His prose is geared more for the novice poetry reader, and at times I felt he overworded concepts to make them easier. Nevertheless, it’s a quick, enjoyable romp through poetic sounds–and how to understand them.

Eats, Shoots & Leaves
Lynne Truss

If you like diatribe, you’ll love this book. Comprised of 85 percent Truss’s frustration with common usage blunders, and 15 percent useful information, Eats, Shoots & Leaves works best when it’s talking about history of punctuation. Otherwise, it may grate on your nerves–it did on mine. Truss is a pretty hard-nosed prescriptivist. Her position is one of horror rather than wonder at the permutations language is taking as it evolves. Being in the wonder camp, I certainly think that there are some lamentable bastardizations, but also some exciting ones. And either way, this is the VERY thing that makes language an amazing system: constant adaptability.

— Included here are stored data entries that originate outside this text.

//! Unified configuration loading for marga.
//!
//! Loads all configuration from a single YAML file with defaults for every
//! field.
//!
//! ## Quick Start
//!
//! ```rust,ignore
//! use marga::config::MargaConfig;
//!
//! // Load from default path (configs/marga.yaml), falling back to defaults
//! let config = MargaConfig::load_default()?;
//!
//! let router = Router::new(world, config.planner.clone());
//! router.route(start, goal, &config.motion, |result| { /* ... */ })?;
//! ```
//!
//! ## Configuration Sections
//!
//! | Section | Description |
//! |---------|-------------|
//! | [`MovementProperties`] | Speed, time step, turn rate, discretization |
//! | [`PlannerSettings`] | Expansion budget, surface band, clearance radius, modes |
//!
//! ## Example YAML
//!
//! ```yaml
//! motion:
//!   max_speed: 1.0        # m/s
//!   delta_time: 1.0       # s per step
//!   rotation_angle: 0.39  # rad per angle step
//!   angle_steps: 2        # headings per side
//!   delta_dist: 0.5       # visited grid bucket (m)
//!   epsilon: 0.5          # goal tolerance (m)
//!
//! planner:
//!   max_expansions: 100000
//!   surface_min: 0.0
//!   surface_max: 2.0
//!   obstacle_clearance_radius: 1.0
//!   heuristic: elapsed_time   # or admissible
//!   routing: next_hop         # or complete
//!   dispatch: worker          # or inline
//! ```

mod defaults;
mod error;
mod marga;
mod motion;
mod planner;

pub use error::ConfigLoadError;
pub use marga::MargaConfig;
pub use motion::MovementProperties;
pub use planner::{Dispatch, HeuristicMode, PlannerSettings, RoutingMode};
//! Terrain height providers.

use crate::error::WorldError;

use super::TerrainSampler;

/// Infinite plane at a fixed height.
#[derive(Clone, Copy, Debug, Default)]
pub struct FlatTerrain {
    pub height: f32,
}

impl FlatTerrain {
    pub fn new(height: f32) -> Self {
        Self { height }
    }
}

impl TerrainSampler for FlatTerrain {
    fn sample_height(&self, _x: f32, _z: f32) -> Result<f32, WorldError> {
        Ok(self.height)
    }
}

/// Regular height grid over the X/Z plane.
///
/// Cell `(i, j)` covers `[origin_x + i·res, origin_x + (i+1)·res)` by
/// `[origin_z + j·res, origin_z + (j+1)·res)`. Sampling returns the height of
/// the containing cell; positions off the grid are an error.
#[derive(Clone, Debug)]
pub struct HeightGrid {
    origin_x: f32,
    origin_z: f32,
    resolution: f32,
    width: usize,
    depth: usize,
    heights: Vec<f32>,
}

impl HeightGrid {
    /// Create a grid filled with `height`.
    pub fn filled(
        origin_x: f32,
        origin_z: f32,
        resolution: f32,
        width: usize,
        depth: usize,
        height: f32,
    ) -> Self {
        Self {
            origin_x,
            origin_z,
            resolution,
            width,
            depth,
            heights: vec![height; width * depth],
        }
    }

    /// Set the height of one cell. Out-of-range cells are ignored.
    pub fn set(&mut self, i: usize, j: usize, height: f32) {
        if i < self.width && j < self.depth {
            self.heights[j * self.width + i] = height;
        }
    }

    /// Set every cell whose center lies in the X/Z rectangle.
    pub fn fill_rect(&mut self, min_x: f32, min_z: f32, max_x: f32, max_z: f32, height: f32) {
        for j in 0..self.depth {
            for i in 0..self.width {
                let cx = self.origin_x + (i as f32 + 0.5) * self.resolution;
                let cz = self.origin_z + (j as f32 + 0.5) * self.resolution;
                if cx >= min_x && cx <= max_x && cz >= min_z && cz <= max_z {
                    self.heights[j * self.width + i] = height;
                }
            }
        }
    }

    fn cell(&self, x: f32, z: f32) -> Option<(usize, usize)> {
        let fx = ((x - self.origin_x) / self.resolution).floor();
        let fz = ((z - self.origin_z) / self.resolution).floor();
        if !fx.is_finite() || !fz.is_finite() || fx < 0.0 || fz < 0.0 {
            return None;
        }
        let (i, j) = (fx as usize, fz as usize);
        (i < self.width && j < self.depth).then_some((i, j))
    }
}

impl TerrainSampler for HeightGrid {
    fn sample_height(&self, x: f32, z: f32) -> Result<f32, WorldError> {
        self.cell(x, z)
            .map(|(i, j)| self.heights[j * self.width + i])
            .ok_or(WorldError::OutOfBounds { x, z })
    }
}
//! Box-shaped regions and the region collection.

use log::debug;
use parking_lot::RwLock;

use crate::core::{Aabb, Vec3};

use super::{Region, RegionService};

/// Static axis-aligned region.
#[derive(Clone, Debug)]
pub struct BoxRegion {
    bounds: Aabb,
}

impl BoxRegion {
    pub fn new(bounds: Aabb) -> Self {
        Self { bounds }
    }

    pub fn bounds(&self) -> Aabb {
        self.bounds
    }
}

impl Region for BoxRegion {
    fn contains(&self, position: Vec3) -> bool {
        self.bounds.contains(position)
    }

    fn center(&self) -> Vec3 {
        self.bounds.center()
    }
}

/// Axis-aligned region whose box can move, e.g. a lift or a ferry deck.
///
/// Geometry sits behind a lock so it can be moved from the simulation thread
/// while searches hold a shared reference. Callers must not move it while a
/// search that depends on it is running if they need reproducible results.
#[derive(Debug)]
pub struct DynamicBoxRegion {
    bounds: RwLock<Aabb>,
}

impl DynamicBoxRegion {
    pub fn new(bounds: Aabb) -> Self {
        Self {
            bounds: RwLock::new(bounds),
        }
    }

    /// Current bounds.
    pub fn bounds(&self) -> Aabb {
        *self.bounds.read()
    }

    /// Shift the region by `offset`.
    pub fn translate(&self, offset: Vec3) {
        let mut bounds = self.bounds.write();
        *bounds = bounds.translated(offset);
    }

    /// Replace the region geometry.
    pub fn set_bounds(&self, bounds: Aabb) {
        *self.bounds.write() = bounds;
    }
}

impl Region for DynamicBoxRegion {
    fn contains(&self, position: Vec3) -> bool {
        self.bounds.read().contains(position)
    }

    fn center(&self) -> Vec3 {
        self.bounds.read().center()
    }

    fn is_dynamic(&self) -> bool {
        true
    }
}

/// Ordered region collection with an undirected adjacency relation.
///
/// Region indices are insertion order. Point lookup returns the lowest index
/// that contains the point, so overlapping regions resolve deterministically.
#[derive(Default)]
pub struct RegionMap {
    regions: Vec<Box<dyn Region>>,
    adjacency: Vec<Vec<usize>>,
}

impl RegionMap {
    pub fn new() -> Self {
        Self::default()
    }

    /// Add a region and return its index.
    pub fn add(&mut self, region: impl Region + 'static) -> usize {
        self.regions.push(Box::new(region));
        self.adjacency.push(Vec::new());
        self.regions.len() - 1
    }

    /// Builder-style [`RegionMap::add`].
    pub fn with_region(mut self, region: impl Region + 'static) -> Self {
        self.add(region);
        self
    }

    /// Mark two regions as adjacent (both directions).
    ///
    /// Unknown indices and self-links are ignored.
    pub fn connect(&mut self, a: usize, b: usize) {
        if a == b || a >= self.regions.len() || b >= self.regions.len() {
            debug!("[RegionMap] ignoring link {} <-> {}", a, b);
            return;
        }
        if !self.adjacency[a].contains(&b) {
            self.adjacency[a].push(b);
        }
        if !self.adjacency[b].contains(&a) {
            self.adjacency[b].push(a);
        }
    }

    /// Builder-style [`RegionMap::connect`].
    pub fn with_link(mut self, a: usize, b: usize) -> Self {
        self.connect(a, b);
        self
    }

    pub fn len(&self) -> usize {
        self.regions.len()
    }

    pub fn is_empty(&self) -> bool {
        self.regions.is_empty()
    }
}

impl RegionService for RegionMap {
    fn region_count(&self) -> usize {
        self.regions.len()
    }

    fn region(&self, index: usize) -> Option<&dyn Region> {
        self.regions.get(index).map(|r| r.as_ref())
    }

    fn region_of(&self, position: Vec3) -> Option<usize> {
        self.regions.iter().position(|r| r.contains(position))
    }

    fn neighbours(&self, index: usize) -> &[usize] {
        self.adjacency.get(index).map(Vec::as_slice).unwrap_or(&[])
    }
}
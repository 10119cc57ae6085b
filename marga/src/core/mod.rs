//! Core types for the marga planner.
//!
//! - [`Vec3`]: world-space vector (Y up)
//! - [`Aabb`]: axis-aligned box used by the reference regions and obstacles
//! - [`PathNode`]: kinematic search state, with [`NodeId`] and [`GridKey`]
//! - [`math`]: angle helpers

mod bounds;
mod node;
mod point;

pub mod math;

pub use bounds::Aabb;
pub use node::{GridKey, NodeId, PathNode};
pub use point::Vec3;
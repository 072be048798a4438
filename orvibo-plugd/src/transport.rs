//! Outbound packet transmission.
//!
//! The engine never blocks on the network: sends go through the socket's
//! non-blocking path, and a failed send is logged and left for the next
//! reconciliation sweep to re-derive and re-send.

use std::io;
use std::net::SocketAddr;
use std::sync::Arc;
use tokio::net::UdpSocket;

pub trait Transport {
    /// Send one packet to a specific plug.
    fn send(&self, payload: &[u8], dest: SocketAddr) -> io::Result<usize>;

    /// Broadcast one packet to every plug on the subnet.
    fn broadcast(&self, payload: &[u8]) -> io::Result<usize>;
}

/// Transport over the daemon's single broadcast-enabled UDP socket.
pub struct UdpTransport {
    socket: Arc<UdpSocket>,
    broadcast_addr: SocketAddr,
}

impl UdpTransport {
    pub fn new(socket: Arc<UdpSocket>, broadcast_addr: SocketAddr) -> Self {
        Self {
            socket,
            broadcast_addr,
        }
    }
}

impl Transport for UdpTransport {
    fn send(&self, payload: &[u8], dest: SocketAddr) -> io::Result<usize> {
        self.socket.try_send_to(payload, dest)
    }

    fn broadcast(&self, payload: &[u8]) -> io::Result<usize> {
        self.socket.try_send_to(payload, self.broadcast_addr)
    }
}
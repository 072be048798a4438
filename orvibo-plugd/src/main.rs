mod codec;
mod config;
mod control;
mod engine;
mod events;
mod registry;
mod transport;

use std::net::{Ipv4Addr, SocketAddr};
use std::path::PathBuf;
use std::sync::Arc;
use anyhow::{Context, Result};
use tokio::net::UdpSocket;
use tokio::sync::mpsc;
use tokio_util::sync::CancellationToken;

use crate::config::Config;
use crate::control::EngineHandle;
use crate::engine::{PlugEngine, SystemClock};
use crate::transport::UdpTransport;

#[tokio::main]
async fn main() -> Result<()> {
    // Initialize tracing
    tracing_subscriber::fmt()
        .with_env_filter(
            tracing_subscriber::EnvFilter::try_from_default_env()
                .unwrap_or_else(|_| tracing_subscriber::EnvFilter::new("orvibo_plugd=info")),
        )
        .init();

    tracing::info!("Starting orvibo-plugd");

    // Load config
    let config_path = std::env::args()
        .nth(1)
        .unwrap_or_else(|| config::DEFAULT_PATH.to_string());

    let config = Config::load(&config_path)
        .with_context(|| format!("Failed to load config from {}", config_path))?;

    tracing::info!(
        "Loaded config from {} ({} plugs)",
        config_path,
        config.plugs.len()
    );

    // Open the plug protocol socket. An unusable network stack is fatal.
    let bind: SocketAddr = (Ipv4Addr::UNSPECIFIED, config.network.port).into();
    let socket = UdpSocket::bind(bind)
        .await
        .with_context(|| format!("Failed to bind UDP port {}", config.network.port))?;
    socket
        .set_broadcast(true)
        .context("Failed to enable broadcast")?;
    let socket = Arc::new(socket);
    tracing::info!("UDP port {} is now open", config.network.port);

    let broadcast_addr = SocketAddr::from((config.network.broadcast, config.network.port));
    let (event_tx, event_rx) = mpsc::unbounded_channel();
    let engine = PlugEngine::new(
        &config.plugs,
        UdpTransport::new(socket.clone(), broadcast_addr),
        SystemClock,
        event_tx,
    );

    // Create cancellation token for graceful shutdown
    let cancel = CancellationToken::new();

    // Spawn the event logger task
    let logger_handle = tokio::spawn(events::log_events(event_rx));

    // Spawn the engine task; _handle is where an HTTP or CLI layer plugs in
    let (_handle, cmd_rx) = EngineHandle::channel();
    let engine_cancel = cancel.clone();
    let engine_socket = socket.clone();
    let engine_path = PathBuf::from(&config_path);
    let engine_handle = tokio::spawn(async move {
        if let Err(e) = control::run(engine, engine_socket, cmd_rx, engine_path, engine_cancel).await
        {
            tracing::error!("Engine loop error: {e}");
        }
    });

    let host = hostname::get()
        .map(|h| h.to_string_lossy().into_owned())
        .unwrap_or_else(|_| "unknown".to_string());
    tracing::info!("orvibo-plugd running on {host}");

    // Wait for shutdown signal
    tokio::signal::ctrl_c()
        .await
        .context("Failed to listen for ctrl-c")?;

    tracing::info!("Shutdown signal received");

    // Trigger cancellation and wait for the tasks to drain
    cancel.cancel();
    let _ = tokio::join!(engine_handle, logger_handle);

    tracing::info!("Shutdown complete");
    Ok(())
}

Of course, I agree it’s important to understand the basic tools and learn to use them correctly. I am certainly happy that there’s a call to pay closer attention to punctuation. Punctuation is a wonderful tool to aid clarity and meaning in a sentence. Her point that one small comma can change meaning significantly is dead on.

However, British usage and American usage of punctuation are so different that American readers would be doing themselves a disservice by adhering to all of the rules set out in her book. For instance, Americans enclose most punctuation inside quotations; Brits let them float out in space: “in space”. vs “in space.” Americans also use serial commas (“Oxford commas” acc. to Truss), which in my mind are extremely useful and clarity-endowing. She almost concedes on this matter, but stubbornly holds British usage in higher esteem merely, in my opinion, because it’s British. I think that the caveat should have been made more clear that Americans and Brits use punctuation differently. She pokes fun and snubs American punctuation (without explaining its logic), while making her own punctuation mistakes throughout.

Why was this book such a bestseller? I think people respond well to cantankerous “sticklers” (Truss’s word) who assert their superior knowledge of a subject. Mostly, however, it feels like a vehicle for Truss to take her vengeance on all those misusers of the apostrophe on take-out menus and deli signs everywhere.